Go with pangolin. You can easily host the control layer either on a cheap vps or your own internet exposed server. Same features as tailscale although with a bit more complexity.

[-] KarnaSubarna@lemmy.ml 1 points 1 month ago

Tailscale is going public, so I don't really trust them anymore

Even if the source code is open?

[-] lka1988@lemmy.dbzer0.com 6 points 1 month ago* (last edited 1 month ago)

Android is open source and look what Google is trying to do with that.

[-] magguzu@midwest.social 10 points 1 month ago

By your logic the *arr suite isn't self hosted either since they rely on metadata cache servers.

In fact Jellyfin relies on external services for their metadata too!

[-] femtek 9 points 1 month ago

Plex is self hosting, the auth is not.

[-] Sivilian@lemmy.zip 1 points 1 month ago

So is the auth needed to set up your plex in the first place? It has been forever sence I used it.

[-] metaStatic@kbin.earth 2 points 1 month ago

no, the auth to use it at all ... internet goes down and you can't watch your own movies on your own network. peak self hosting.

[-] femtek 2 points 1 month ago

You can add IPs that are allowed to use it without auth. The software itself is running on your own server.

[-] MaggiWuerze@feddit.org 1 points 1 month ago

That's simply not true. You can just set your local ip range as unauthenticated and use it to your hearts content without an internet connection.

[-] Sivilian@lemmy.zip 1 points 1 month ago

Ok that is good to hear!

[-] Ebby@lemmy.ssba.com 8 points 1 month ago

Even though there are some cloud services like remote server management, proxies, and 3rd party integration, I do actually have to run the software myself on my hardware. Hence, self hosted.

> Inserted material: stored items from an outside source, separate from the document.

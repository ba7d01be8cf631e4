// =============================================================================
// Configuration store — durable key/value mapping with a read-through cache
// =============================================================================
//
// Reads come from the in-memory cache and never touch the database; writes go
// store-then-cache under the write lock so readers observe either the old or
// the new value, never a torn state. Typed accessors fall back to the default
// on parse failure (logged, not thrown). There is no TTL — invalidation is
// the write itself.
// =============================================================================

use std::collections::HashMap;

use chrono::{DateTime, Utc};
use parking_lot::RwLock;
use serde::{Deserialize, Serialize};
use tracing::{info, warn};

use crate::persistence::ConfigRepository;

// Well-known keys.
pub const KEY_TRADING_ENABLED: &str = "trading.enabled";
pub const KEY_REGIME_DETECTOR: &str = "regime.detector.type";
pub const KEY_DAILY_LOSS_LIMIT: &str = "risk.daily_loss_limit";
pub const KEY_MAX_CONCURRENT_POSITIONS: &str = "risk.max_concurrent_positions";
pub const KEY_MIN_ORDER_AMOUNT: &str = "risk.min_order_amount";
pub const KEY_MIN_HOLDING_SECS: &str = "risk.min_holding_secs";
pub const KEY_TRADE_COOLDOWN_SECS: &str = "risk.trade_cooldown_secs";
pub const KEY_ORDER_AMOUNT: &str = "order.amount";
pub const KEY_OPTIMIZER_ENABLED: &str = "optimizer.enabled";

/// One persisted configuration row.
#[derive(Debug, Clone, Serialize, Deserialize)]
pub struct ConfigEntry {
    pub key: String,
    pub value: String,
    pub category: Option<String>,
    pub description: Option<String>,
    pub updated_at: DateTime<Utc>,
}

/// Process-wide configuration store.
pub struct ConfigStore {
    repo: ConfigRepository,
    cache: RwLock<HashMap<String, ConfigEntry>>,
}

impl ConfigStore {
    /// Build the store and warm the cache from the database.
    pub async fn load(repo: ConfigRepository) -> anyhow::Result<Self> {
        let entries = repo.load_all().await?;
        let mut cache = HashMap::with_capacity(entries.len());
        for entry in entries {
            cache.insert(entry.key.clone(), entry);
        }
        info!(entries = cache.len(), "configuration cache warmed");
        Ok(Self {
            repo,
            cache: RwLock::new(cache),
        })
    }

    // -------------------------------------------------------------------------
    // Reads (cache only)
    // -------------------------------------------------------------------------

    pub fn get(&self, key: &str, default: &str) -> String {
        self.cache
            .read()
            .get(key)
            .map(|e| e.value.clone())
            .unwrap_or_else(|| default.to_string())
    }

    pub fn entry(&self, key: &str) -> Option<ConfigEntry> {
        self.cache.read().get(key).cloned()
    }

    pub fn get_bool(&self, key: &str, default: bool) -> bool {
        match self.cache.read().get(key) {
            None => default,
            Some(e) => match e.value.trim().to_lowercase().as_str() {
                "true" | "1" | "yes" | "on" => true,
                "false" | "0" | "no" | "off" => false,
                other => {
                    warn!(key, value = other, "config value is not a bool, using default");
                    default
                }
            },
        }
    }

    pub fn get_f64(&self, key: &str, default: f64) -> f64 {
        match self.cache.read().get(key) {
            None => default,
            Some(e) => e.value.trim().parse().unwrap_or_else(|_| {
                warn!(key, value = %e.value, "config value is not a number, using default");
                default
            }),
        }
    }

    pub fn get_i64(&self, key: &str, default: i64) -> i64 {
        match self.cache.read().get(key) {
            None => default,
            Some(e) => e.value.trim().parse().unwrap_or_else(|_| {
                warn!(key, value = %e.value, "config value is not an integer, using default");
                default
            }),
        }
    }

    pub fn list_by_category(&self, category: &str) -> Vec<ConfigEntry> {
        let mut entries: Vec<ConfigEntry> = self
            .cache
            .read()
            .values()
            .filter(|e| e.category.as_deref() == Some(category))
            .cloned()
            .collect();
        entries.sort_by(|a, b| a.key.cmp(&b.key));
        entries
    }

    pub fn all(&self) -> Vec<ConfigEntry> {
        let mut entries: Vec<ConfigEntry> = self.cache.read().values().cloned().collect();
        entries.sort_by(|a, b| a.key.cmp(&b.key));
        entries
    }

    // -------------------------------------------------------------------------
    // Writes (store, then cache)
    // -------------------------------------------------------------------------

    pub async fn set(&self, key: &str, value: &str) -> anyhow::Result<()> {
        self.set_with_meta(key, value, None, None).await
    }

    pub async fn set_with_meta(
        &self,
        key: &str,
        value: &str,
        category: Option<&str>,
        description: Option<&str>,
    ) -> anyhow::Result<()> {
        let entry = ConfigEntry {
            key: key.to_string(),
            value: value.to_string(),
            category: category.map(str::to_string),
            description: description.map(str::to_string),
            updated_at: Utc::now(),
        };
        self.repo.upsert(&entry).await?;

        let mut cache = self.cache.write();
        // Preserve existing metadata when the write carries none.
        let merged = match cache.get(key) {
            Some(prev) if entry.category.is_none() => ConfigEntry {
                category: prev.category.clone(),
                description: entry.description.clone().or_else(|| prev.description.clone()),
                ..entry
            },
            _ => entry,
        };
        cache.insert(key.to_string(), merged);
        Ok(())
    }

    pub async fn delete(&self, key: &str) -> anyhow::Result<()> {
        self.repo.delete(key).await?;
        self.cache.write().remove(key);
        Ok(())
    }
}

// =============================================================================
// Tests
// =============================================================================

#[cfg(test)]
mod tests {
    use super::*;
    use crate::persistence::database::memory_pool;

    async fn store() -> ConfigStore {
        let repo = ConfigRepository::new(memory_pool().await);
        ConfigStore::load(repo).await.unwrap()
    }

    #[tokio::test]
    async fn get_returns_default_for_missing_key() {
        let s = store().await;
        assert_eq!(s.get("nope", "fallback"), "fallback");
        assert!(!s.get_bool(KEY_TRADING_ENABLED, false));
    }

    #[tokio::test]
    async fn set_then_get_roundtrip() {
        let s = store().await;
        s.set(KEY_TRADING_ENABLED, "true").await.unwrap();
        assert!(s.get_bool(KEY_TRADING_ENABLED, false));

        s.set(KEY_DAILY_LOSS_LIMIT, "-30000").await.unwrap();
        assert_eq!(s.get_f64(KEY_DAILY_LOSS_LIMIT, 0.0), -30000.0);
        assert_eq!(s.get_i64(KEY_MAX_CONCURRENT_POSITIONS, 6), 6);
    }

    #[tokio::test]
    async fn parse_failure_falls_back_to_default() {
        let s = store().await;
        s.set("risk.daily_loss_limit", "not-a-number").await.unwrap();
        assert_eq!(s.get_f64("risk.daily_loss_limit", -30000.0), -30000.0);

        s.set("trading.enabled", "maybe").await.unwrap();
        assert!(s.get_bool("trading.enabled", true));
    }

    #[tokio::test]
    async fn writes_survive_a_reload() {
        let pool = memory_pool().await;
        {
            let s = ConfigStore::load(ConfigRepository::new(pool.clone()))
                .await
                .unwrap();
            s.set_with_meta("grid.state.BTC-USDT", "{}", Some("strategy"), None)
                .await
                .unwrap();
        }
        let s2 = ConfigStore::load(ConfigRepository::new(pool)).await.unwrap();
        assert_eq!(s2.get("grid.state.BTC-USDT", ""), "{}");
        assert_eq!(s2.list_by_category("strategy").len(), 1);
    }

    #[tokio::test]
    async fn delete_removes_from_cache_and_store() {
        let s = store().await;
        s.set("tmp.key", "1").await.unwrap();
        s.delete("tmp.key").await.unwrap();
        assert_eq!(s.get("tmp.key", "gone"), "gone");
    }

    #[tokio::test]
    async fn metadata_preserved_on_plain_set() {
        let s = store().await;
        s.set_with_meta("k", "1", Some("cat"), Some("desc"))
            .await
            .unwrap();
        s.set("k", "2").await.unwrap();
        let entry = s.entry("k").unwrap();
        assert_eq!(entry.value, "2");
        assert_eq!(entry.category.as_deref(), Some("cat"));
    }
}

[-] CmdrShepard49@sh.itjust.works 3 points 1 month ago

How is that any different than any other software package? Unless you're coding it yourself, things can be changed without your permission.

[-] TrickDacy@lemmy.world 1 points 1 month ago

And even if you do code it yourself, you may have dependencies that do undesirable things outside your control.

[-] Sivilian@lemmy.zip 1 points 1 month ago

Jellyfin I don't have to update if I don't want to. Jellyfin can't force me to update by taking a function I currently have away or force my to pay to keep using it the way I currently am. With open code I can fork it and keep it at the version I want if I choose.

[-] CmdrShepard49@sh.itjust.works 2 points 1 month ago* (last edited 1 month ago)

At least for now. Jellyfin was spawned from Emby who also decided to go closed source at one point. You're still at the whim of strangers and what they want to do with the product they developed.

Regardless, the debate isn't about "Plex vs Emby," it's whether "Plex is self-hosting" or not.

[-] TrickDacy@lemmy.world 1 points 1 month ago

You are a bot? That's what I'm seeing in Boost anyhow

[-] Sivilian@lemmy.zip 1 points 1 month ago

Just asking a question looking for answers, not a not. Cheers mate.

[-] TrickDacy@lemmy.world 3 points 1 month ago
[-] Schlemmy@lemmy.ml 1 points 1 month ago

it's just a sivilian being sivil.

[-] Sivilian@lemmy.zip 1 points 1 month ago

WTF that is bull

[-] anas@lemmy.world 1 points 1 month ago

You appear to have labeled your Lemmy account as a bot account.